# How am I supposed to deal with this?



## Haasity (May 11, 2009)

Background- H and I have been together about 4 years. 2 step kids from his first marriage (6+9) 2 babies from this marriage (18 months + 5 months). When we first got together it was sex atleast 5 times a day. Decreased a little after and while I was pregnant with baby #1. But sparked back up until pregnant with baby #2, when baby #1 was only 9 months old. Became almost nonexistant. Now I'm back to high sex drive, h says he is "emotionally unavailable" and I haven't really been getting any! I feel like I've been begging for it and still not getting it. The problem now is it seems like as soon as I leave the house he's on the porn sites. I usually have no problems with porn. But now I'm starting to have a problem with it, because I love giving him oral, and he gets plenty of it!
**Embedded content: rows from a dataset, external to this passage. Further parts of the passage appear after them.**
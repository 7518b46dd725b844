//! Access control.
//!
//! The granted tier of a caller is derived from the credentials of its
//! socket, never from anything the client put in the frame.

use std::sync::Arc;

use serde::{Deserialize, Serialize};
use tracing::debug;

use crate::core::status::StatusCode;
use crate::protocol::registry::HandlerRegistry;

/// Tier required by a command, or granted to a caller.
#[derive(Debug, Clone, Copy, PartialEq, Eq, PartialOrd, Ord, Hash, Serialize, Deserialize)]
#[serde(rename_all = "lowercase")]
pub enum AccessLevel {
    Public,
    /// Firmware writes, resets, persistent configuration changes.
    Privileged,
}

/// Transport-level identity of a connection.
#[derive(Debug, Clone, Copy, PartialEq, Eq, Default)]
pub struct CallerIdentity {
    pub uid: Option<u32>,
    pub gid: Option<u32>,
    pub pid: Option<i32>,
}

impl CallerIdentity {
    pub fn new(uid: u32, gid: u32, pid: Option<i32>) -> Self {
        Self {
            uid: Some(uid),
            gid: Some(gid),
            pid,
        }
    }

    /// A peer whose credentials could not be read.
    pub fn anonymous() -> Self {
        Self::default()
    }

    #[cfg(unix)]
    pub fn from_ucred(cred: &tokio::net::unix::UCred) -> Self {
        Self::new(cred.uid(), cred.gid(), cred.pid())
    }
}

/// Maps peer credentials to an access tier.
#[derive(Debug, Clone, Default, PartialEq, Eq, Serialize, Deserialize)]
pub struct TrustPolicy {
    #[serde(default)]
    pub privileged_uids: Vec<u32>,
    #[serde(default)]
    pub privileged_gids: Vec<u32>,
}

impl TrustPolicy {
    /// Only root is privileged.
    pub fn root_only() -> Self {
        Self {
            privileged_uids: vec![0],
            privileged_gids: Vec::new(),
        }
    }

    pub fn granted_level(&self, caller: &CallerIdentity) -> AccessLevel {
        let uid_trusted = caller
            .uid
            .is_some_and(|uid| self.privileged_uids.contains(&uid));
        let gid_trusted = caller
            .gid
            .is_some_and(|gid| self.privileged_gids.contains(&gid));
        if uid_trusted || gid_trusted {
            AccessLevel::Privileged
        } else {
            AccessLevel::Public
        }
    }
}

/// Authorises a request before any length check, handler or forward.
#[derive(Debug, Clone)]
pub struct AccessGate {
    policy: TrustPolicy,
    registry: Arc<HandlerRegistry>,
}

impl AccessGate {
    pub fn new(policy: TrustPolicy, registry: Arc<HandlerRegistry>) -> Self {
        Self { policy, registry }
    }

    pub fn policy(&self) -> &TrustPolicy {
        &self.policy
    }

    /// Returns the caller's granted level when it covers the command.
    ///
    /// Unknown commands are denied.
    pub fn authorize(
        &self,
        command_id: u16,
        caller: &CallerIdentity,
    ) -> Result<AccessLevel, StatusCode> {
        let required = self
            .registry
            .lookup(command_id)
            .map(|entry| entry.access_level)
            .map_err(|_| StatusCode::AccessDenied)?;
        let granted = self.policy.granted_level(caller);
        if granted >= required {
            Ok(granted)
        } else {
            debug!(
                command_id,
                uid = ?caller.uid,
                ?required,
                ?granted,
                "Access denied"
            );
            Err(StatusCode::AccessDenied)
        }
    }
}
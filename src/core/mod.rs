//! # Core Wire Components
//!
//! Frame layout, status codes and stream codecs.
//!
//! ## Components
//! - **Frame**: [`Request`](frame::Request) and [`Response`](frame::Response)
//!   with byte-level encode/decode
//! - **Status**: the closed set of response outcomes
//! - **Codec**: Tokio codecs for framing over byte streams
//!
//! ## Wire Format
//! ```text
//! request:  [command_id(2)] [sequence_id(4)] [payload_len(2)] [payload(N)]
//! response: [sequence_id(4)] [status(2)] [result_len(2)] [result(N)]
//! ```
//!
//! ## Safety Limits
//! - Declared lengths are validated against the configured maximum before
//!   any payload is buffered
//! - Framing errors are never resynchronised; the connection is dropped

pub mod codec;
pub mod frame;
pub mod status;
#![no_main]

use bytes::BytesMut;
use diag_engine::core::codec::{ClientCodec, ServerCodec};
use libfuzzer_sys::fuzz_target;
use tokio_util::codec::Decoder;

fuzz_target!(|data: &[u8]| {
    // hostile bytes from either side of a connection must never panic
    let mut requests = BytesMut::from(data);
    let mut server = ServerCodec::default();
    while let Ok(Some(_)) = server.decode(&mut requests) {}
    let _ = server.decode_eof(&mut requests);

    let mut responses = BytesMut::from(data);
    let mut client = ClientCodec::default();
    while let Ok(Some(_)) = client.decode(&mut responses) {}
});
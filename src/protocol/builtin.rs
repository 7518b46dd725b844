//! Commands every engine answers regardless of platform.

use crate::protocol::registry::HandlerEntry;

/// Echoes its payload; used for liveness checks and aux-link probing.
pub const CMD_PING: u16 = 0x0001;

/// Returns the engine version string.
pub const CMD_VERSION: u16 = 0x0002;

pub const ENGINE_VERSION: &str = env!("CARGO_PKG_VERSION");

/// The common-layer entries owned by the engine itself.
pub fn common_table() -> Vec<HandlerEntry> {
    vec![
        HandlerEntry::local(CMD_PING, "ping", |payload| Ok(payload.to_vec())),
        HandlerEntry::local(CMD_VERSION, "version", |_| {
            Ok(ENGINE_VERSION.as_bytes().to_vec())
        })
        .payload_len(0, 0),
    ]
}
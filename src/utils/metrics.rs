//! Observability and Metrics
//!
//! Counters for the request pipeline, owned by the engine and shared with the
//! listener and aux link through an `Arc`.
//!
//! Uses atomic counters for thread-safe metrics collection.

use std::sync::atomic::{AtomicU64, Ordering};
use std::time::Instant;
use tracing::{debug, info};

use crate::core::status::StatusCode;

#[derive(Debug)]
pub struct Metrics {
    /// Total connections accepted
    pub connections_total: AtomicU64,
    /// Currently open connections
    pub connections_active: AtomicU64,
    /// Connections refused at the connection limit
    pub connections_rejected: AtomicU64,
    /// Connections closed because of a framing error
    pub frame_errors: AtomicU64,
    /// Requests decoded and handled
    pub requests_total: AtomicU64,
    /// Requests run by a local handler
    pub requests_local: AtomicU64,
    /// Requests relayed to the aux engine
    pub requests_forwarded: AtomicU64,
    pub responses_success: AtomicU64,
    pub invalid_command: AtomicU64,
    pub invalid_length: AtomicU64,
    pub access_denied: AtomicU64,
    pub handler_failures: AtomicU64,
    pub aux_unreachable: AtomicU64,
    pub aux_timeouts: AtomicU64,
    pub internal_errors: AtomicU64,
    start_time: Instant,
}

impl Metrics {
    pub fn new() -> Self {
        Self {
            connections_total: AtomicU64::new(0),
            connections_active: AtomicU64::new(0),
            connections_rejected: AtomicU64::new(0),
            frame_errors: AtomicU64::new(0),
            requests_total: AtomicU64::new(0),
            requests_local: AtomicU64::new(0),
            requests_forwarded: AtomicU64::new(0),
            responses_success: AtomicU64::new(0),
            invalid_command: AtomicU64::new(0),
            invalid_length: AtomicU64::new(0),
            access_denied: AtomicU64::new(0),
            handler_failures: AtomicU64::new(0),
            aux_unreachable: AtomicU64::new(0),
            aux_timeouts: AtomicU64::new(0),
            internal_errors: AtomicU64::new(0),
            start_time: Instant::now(),
        }
    }

    pub fn connection_established(&self) {
        self.connections_total.fetch_add(1, Ordering::Relaxed);
        self.connections_active.fetch_add(1, Ordering::Relaxed);
    }

    pub fn connection_closed(&self) {
        self.connections_active.fetch_sub(1, Ordering::Relaxed);
    }

    pub fn connection_rejected(&self) {
        self.connections_rejected.fetch_add(1, Ordering::Relaxed);
    }

    pub fn frame_error(&self) {
        self.frame_errors.fetch_add(1, Ordering::Relaxed);
    }

    pub fn request_local(&self) {
        self.requests_local.fetch_add(1, Ordering::Relaxed);
    }

    pub fn request_forwarded(&self) {
        self.requests_forwarded.fetch_add(1, Ordering::Relaxed);
    }

    /// Record the final status of one handled request.
    pub fn record_outcome(&self, status: StatusCode) {
        self.requests_total.fetch_add(1, Ordering::Relaxed);
        let counter = match status {
            StatusCode::Success => &self.responses_success,
            StatusCode::InvalidCommand => &self.invalid_command,
            StatusCode::InvalidLength => &self.invalid_length,
            StatusCode::AccessDenied => &self.access_denied,
            StatusCode::HandlerFailure(_) => &self.handler_failures,
            StatusCode::AuxUnreachable => &self.aux_unreachable,
            StatusCode::AuxTimeout => &self.aux_timeouts,
            StatusCode::InternalError => &self.internal_errors,
        };
        counter.fetch_add(1, Ordering::Relaxed);
    }

    pub fn snapshot(&self) -> MetricsSnapshot {
        MetricsSnapshot {
            connections_total: self.connections_total.load(Ordering::Relaxed),
            connections_active: self.connections_active.load(Ordering::Relaxed),
            connections_rejected: self.connections_rejected.load(Ordering::Relaxed),
            frame_errors: self.frame_errors.load(Ordering::Relaxed),
            requests_total: self.requests_total.load(Ordering::Relaxed),
            requests_local: self.requests_local.load(Ordering::Relaxed),
            requests_forwarded: self.requests_forwarded.load(Ordering::Relaxed),
            responses_success: self.responses_success.load(Ordering::Relaxed),
            invalid_command: self.invalid_command.load(Ordering::Relaxed),
            invalid_length: self.invalid_length.load(Ordering::Relaxed),
            access_denied: self.access_denied.load(Ordering::Relaxed),
            handler_failures: self.handler_failures.load(Ordering::Relaxed),
            aux_unreachable: self.aux_unreachable.load(Ordering::Relaxed),
            aux_timeouts: self.aux_timeouts.load(Ordering::Relaxed),
            internal_errors: self.internal_errors.load(Ordering::Relaxed),
            uptime_seconds: self.start_time.elapsed().as_secs(),
        }
    }

    pub fn log_metrics(&self) {
        let snapshot = self.snapshot();
        info!(
            connections_total = snapshot.connections_total,
            connections_active = snapshot.connections_active,
            connections_rejected = snapshot.connections_rejected,
            frame_errors = snapshot.frame_errors,
            requests_total = snapshot.requests_total,
            requests_local = snapshot.requests_local,
            requests_forwarded = snapshot.requests_forwarded,
            responses_success = snapshot.responses_success,
            invalid_command = snapshot.invalid_command,
            invalid_length = snapshot.invalid_length,
            access_denied = snapshot.access_denied,
            handler_failures = snapshot.handler_failures,
            aux_unreachable = snapshot.aux_unreachable,
            aux_timeouts = snapshot.aux_timeouts,
            internal_errors = snapshot.internal_errors,
            uptime_seconds = snapshot.uptime_seconds,
            "Engine metrics snapshot"
        );
    }
}

impl Default for Metrics {
    fn default() -> Self {
        Self::new()
    }
}

/// Snapshot of metrics at a point in time
#[derive(Debug, Clone, Default, PartialEq, Eq)]
pub struct MetricsSnapshot {
    pub connections_total: u64,
    pub connections_active: u64,
    pub connections_rejected: u64,
    pub frame_errors: u64,
    pub requests_total: u64,
    pub requests_local: u64,
    pub requests_forwarded: u64,
    pub responses_success: u64,
    pub invalid_command: u64,
    pub invalid_length: u64,
    pub access_denied: u64,
    pub handler_failures: u64,
    pub aux_unreachable: u64,
    pub aux_timeouts: u64,
    pub internal_errors: u64,
    pub uptime_seconds: u64,
}

/// Timer for measuring operation duration
pub struct Timer {
    start: Instant,
    operation: &'static str,
}

impl Timer {
    pub fn start(operation: &'static str) -> Self {
        Self {
            start: Instant::now(),
            operation,
        }
    }
}

impl Drop for Timer {
    fn drop(&mut self) {
        let duration = self.start.elapsed();
        debug!(
            operation = self.operation,
            duration_ms = duration.as_millis(),
            "Operation completed"
        );
    }
}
But I get nothin. Its starting to make me jealous when I have absolutely no reason. Not only that but I feel rejected. There's been plenty of stress in our lives, but isn't sex a stress reliever?? Has anyone been in this situation or have any ideas on how to deal??


----------



## martino (May 12, 2008)

I think most everyone will tell you to stop knobbing on him. "Emotionally Unavailable" hand it back....


----------



## dorado23 (May 11, 2009)

maybe u should ask him what he wants, maybe u should do role play and spice things up so he has the porn site at home,lol.. but seriously try different things to turn him on. Just giving him oral is not really doing much, try diff positions, try whip cream etc..
I am 6 months pregnant and I give my H lap dances, I dress up and put make up on and I love to use the whip cream on him and me.

Maybe u could use the whip cream so he can lick u all over and then that will arouse him for more!!!


----------